1750: John Young, resisting

Add comment December 19th, 2015 Headsman

A piece titled “Extract of a Letter from Edinburgh, dated Dec. 20” in the May 16, 1751 edition of the Pennsylvania Gazette:


John Young, late Serjeant in Lord Ancram’s Regiment of Foot, was executed here Yesterday Afternoon, pursuant to the Sentence of the High Court of Justiciary, pronounced against him, on a Remit made to that Court by the Lords of Session; before whom a full Proof was deduced of Young’s having vended false Notes of the Royal Bank of Scotland, knowing them to be so forged and fabricated.

This unhappy Man had amused himself, before Trial, with the Hopes of being acquitted; after Sentence, with those of obtaining a Pardon; for which great Interest was used by the Officers of the Army, &c. though all to no Purpose; the Hurt done to publick Credit by such destructive Practices rendering it necessary that an Example should be made to deter others from committing the like in Time coming. Indeed this unfortunate Man complained bitterly of his hard Fate, in eing made the only Sacrifice to Justice, while two others, rather more culpable than he, (they being the very Engravers and Fabricators of the Notes) found Means to save themselves by turning Evidences against him, who did not scruple to accuse him of Perjury, though with what Truth I cannot determine.

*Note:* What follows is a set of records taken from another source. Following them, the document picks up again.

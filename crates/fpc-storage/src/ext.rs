//! Extension trait for [`Storage`] with typed convenience methods.

use std::path::Path;

use serde::Serialize;
use serde::de::DeserializeOwned;

use crate::document::CacheDocument;
use crate::storage::{Storage, StorageError, StorageErrorKind};

/// Typed convenience methods for [`Storage`].
///
/// Provides `read_document`/`write_document` for header-block cache files and
/// `read_json`/`write_json` for the small state files (health status, time
/// marks, site config). These are default methods on an extension trait so
/// that:
///
/// - [`Storage`] stays object-safe with no serde dependency in its signature
/// - Backends only need to handle raw bytes
/// - Callers get typed access on `&dyn Storage` via the blanket impl
pub trait StorageExt: Storage {
    /// Read and split a cache file.
    fn read_document(&self, path: &Path) -> Result<CacheDocument, StorageError> {
        let raw = self.read(path)?;
        Ok(CacheDocument::from_bytes(&raw))
    }

    /// Write a cache file.
    fn write_document(&self, path: &Path, document: &CacheDocument) -> Result<(), StorageError> {
        self.write(path, &document.to_bytes())
    }

    /// Read a JSON file.
    ///
    /// Returns `Ok(None)` when the file does not exist.
    fn read_json<T: DeserializeOwned>(&self, path: &Path) -> Result<Option<T>, StorageError> {
        let raw = match self.read(path) {
            Ok(raw) => raw,
            Err(e) if e.is_not_found() => return Ok(None),
            Err(e) => return Err(e),
        };
        serde_json::from_slice(&raw).map(Some).map_err(|e| {
            StorageError::new(StorageErrorKind::Other)
                .with_path(path)
                .with_source(e)
        })
    }

    /// Write a value as JSON.
    fn write_json<T: Serialize>(&self, path: &Path, value: &T) -> Result<(), StorageError> {
        let raw = serde_json::to_vec(value).map_err(|e| {
            StorageError::new(StorageErrorKind::Other)
                .with_path(path)
                .with_source(e)
        })?;
        self.write(path, &raw)
    }
}

impl<S: Storage + ?Sized> StorageExt for S {}

#[cfg(test)]
mod tests {
    use std::collections::BTreeMap;

    use super::*;
    use crate::{FsStorage, HeaderBlock};

    #[test]
    fn test_document_through_dyn_storage() {
        let temp_dir = tempfile::tempdir().unwrap();
        let storage: Box<dyn Storage> = Box::new(FsStorage::new(temp_dir.path().to_path_buf()));
        let doc = CacheDocument::new(HeaderBlock::new().with("x-nitro-rev", "r1"), "<p>hi</p>");

        storage
            .write_document(Path::new("a/b.html"), &doc)
            .unwrap();
        let read = storage.read_document(Path::new("a/b.html")).unwrap();

        assert_eq!(read.headers.get("x-nitro-rev"), Some("r1"));
        assert_eq!(read.body, b"<p>hi</p>");
    }

    #[test]
    fn test_json_missing_is_none() {
        let temp_dir = tempfile::tempdir().unwrap();
        let storage = FsStorage::new(temp_dir.path().to_path_buf());

        let value: Option<BTreeMap<String, u64>> =
            storage.read_json(Path::new("time.mark")).unwrap();

        assert!(value.is_none());
    }

    #[test]
    fn test_json_write_then_read() {
        let temp_dir = tempfile::tempdir().unwrap();
        let storage = FsStorage::new(temp_dir.path().to_path_buf());
        let marks = BTreeMap::from([("service-status".to_owned(), 1000_u64)]);

        storage.write_json(Path::new("time.mark"), &marks).unwrap();
        let read: Option<BTreeMap<String, u64>> = storage.read_json(Path::new("time.mark")).unwrap();

        assert_eq!(read, Some(marks));
    }

    #[test]
    fn test_json_invalid_is_error() {
        let temp_dir = tempfile::tempdir().unwrap();
        let storage = FsStorage::new(temp_dir.path().to_path_buf());
        storage.write(Path::new("time.mark"), b"{not json").unwrap();

        let result: Result<Option<BTreeMap<String, u64>>, _> =
            storage.read_json(Path::new("time.mark"));

        assert!(result.is_err());
    }
}
//! Client for the remote cache service.
//!
//! [`ApiClient`] wraps a [`fpc_transport::Transport`] with the rules every
//! remote call follows: calls are refused while the service is not healthy,
//! failed attempts are retried, persistent failures degrade the shared
//! [`fpc_backlog::HealthMonitor`], and purges that cannot be delivered are
//! queued in the [`fpc_backlog::Backlog`] for replay.
//!
//! Operations:
//!
//! - cache lookups: [`ApiClient::get`], [`ApiClient::get_multi`]
//! - purges: [`ApiClient::purge`], [`ApiClient::purge_urls`],
//!   [`ApiClient::purge_by_tag`]
//! - [`ApiClient::get_last_purge`]
//!
//! Batches run through [`BatchPool`]. [`ReverseProxy`] purges proxy caches in
//! front of the site.

mod batch;
mod client;
mod error;
mod proxy;

pub use batch::{BatchOutcome, BatchPool, MAX_RETRIES};
pub use client::{ApiClient, LookupContext, PurgeOptions};
pub use error::ApiError;
pub use proxy::ReverseProxy;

Young, however, at the Day, nay, at the very Time of Execution, betook himself to a very unusual Expedient to save his Life for a Time, seeing then all his Hopes of Pardon entirely baffled: The Magistrates appointed to witness the Ceremony having assembled about two o’Clock, at the Prison Door, with the proper Officers, the Guard, and an infinite Multitude of Spectators; they, attended by two Clergymen, went up to the Prisoner, and having read over to him the Sentence, they asked his Objections to the executing the same. Young answer’d, that he had none: But observing the Sentence appointed the Execution to be performed betwixt the Hours of Two and Four in the Afternoon, that suggested a Thought to him, that if he could preserve his Life till past Four, the Magistrates could not afterwards execute him. Accordingly he desired Leave to retire a short Time with two reverend Ministers, for ghostly Consolation; which being granted, he return’d with them to the Iron Room, where he had been confin’d since under Sentence; and after talking a little with them, he begg’d they would allow him to spend a few Minutes in private Devotion, which seeming reasonable, they withdrew, and he usher’d the Clergymen to the outer Door of his Apartment, which shutting behind them, he retired to the inner Room, the Iron Door of which he also immediately bolted.

Soon after the Officers of Justice, surprized at his Delay, endeavoured to open the Door, which, to their great Surprize, they found bolted: Then they knock’d, and desired him to come out. No, said he, in this Place I am resolved to defend any Life to the utmost of my Power.

On this the Door was attempted to be forced, but it, as is said, being of Iron, in vain were the most violent Endeavours used for that Purpose.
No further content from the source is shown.